What this task involves —
Copy every line that contains the string "column" from the entries below.

------------------------------------------------------------------------

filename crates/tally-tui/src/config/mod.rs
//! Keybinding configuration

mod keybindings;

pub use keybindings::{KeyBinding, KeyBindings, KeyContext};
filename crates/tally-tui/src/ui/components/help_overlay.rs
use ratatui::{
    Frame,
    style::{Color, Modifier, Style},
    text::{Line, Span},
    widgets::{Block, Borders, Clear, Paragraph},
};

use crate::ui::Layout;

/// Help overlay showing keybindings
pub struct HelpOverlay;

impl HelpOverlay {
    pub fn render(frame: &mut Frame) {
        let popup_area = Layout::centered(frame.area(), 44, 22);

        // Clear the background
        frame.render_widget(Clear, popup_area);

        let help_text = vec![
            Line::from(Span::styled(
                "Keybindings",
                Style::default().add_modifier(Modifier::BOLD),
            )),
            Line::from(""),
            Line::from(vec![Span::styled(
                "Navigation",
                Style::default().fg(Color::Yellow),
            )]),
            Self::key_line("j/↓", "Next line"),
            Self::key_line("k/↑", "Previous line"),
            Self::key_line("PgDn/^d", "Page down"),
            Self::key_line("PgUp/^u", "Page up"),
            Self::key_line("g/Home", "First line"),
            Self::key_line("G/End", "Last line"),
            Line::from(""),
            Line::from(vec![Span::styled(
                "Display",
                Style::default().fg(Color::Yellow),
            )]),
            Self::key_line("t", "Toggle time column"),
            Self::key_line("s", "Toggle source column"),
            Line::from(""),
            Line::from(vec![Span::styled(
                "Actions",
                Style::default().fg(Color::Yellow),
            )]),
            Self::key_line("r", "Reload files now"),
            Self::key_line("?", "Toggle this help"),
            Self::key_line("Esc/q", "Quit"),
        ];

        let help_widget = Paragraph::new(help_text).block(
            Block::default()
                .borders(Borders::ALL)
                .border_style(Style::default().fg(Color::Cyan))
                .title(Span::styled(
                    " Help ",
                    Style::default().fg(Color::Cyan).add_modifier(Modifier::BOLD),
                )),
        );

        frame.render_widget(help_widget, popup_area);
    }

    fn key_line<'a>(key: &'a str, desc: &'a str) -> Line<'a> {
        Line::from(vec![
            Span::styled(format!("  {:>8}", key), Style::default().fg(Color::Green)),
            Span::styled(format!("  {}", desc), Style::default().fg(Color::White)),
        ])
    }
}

------------------------------------------------------------------------

Answer box —
            Self::key_line("t", "Toggle time column"),
            Self::key_line("s", "Toggle source column"),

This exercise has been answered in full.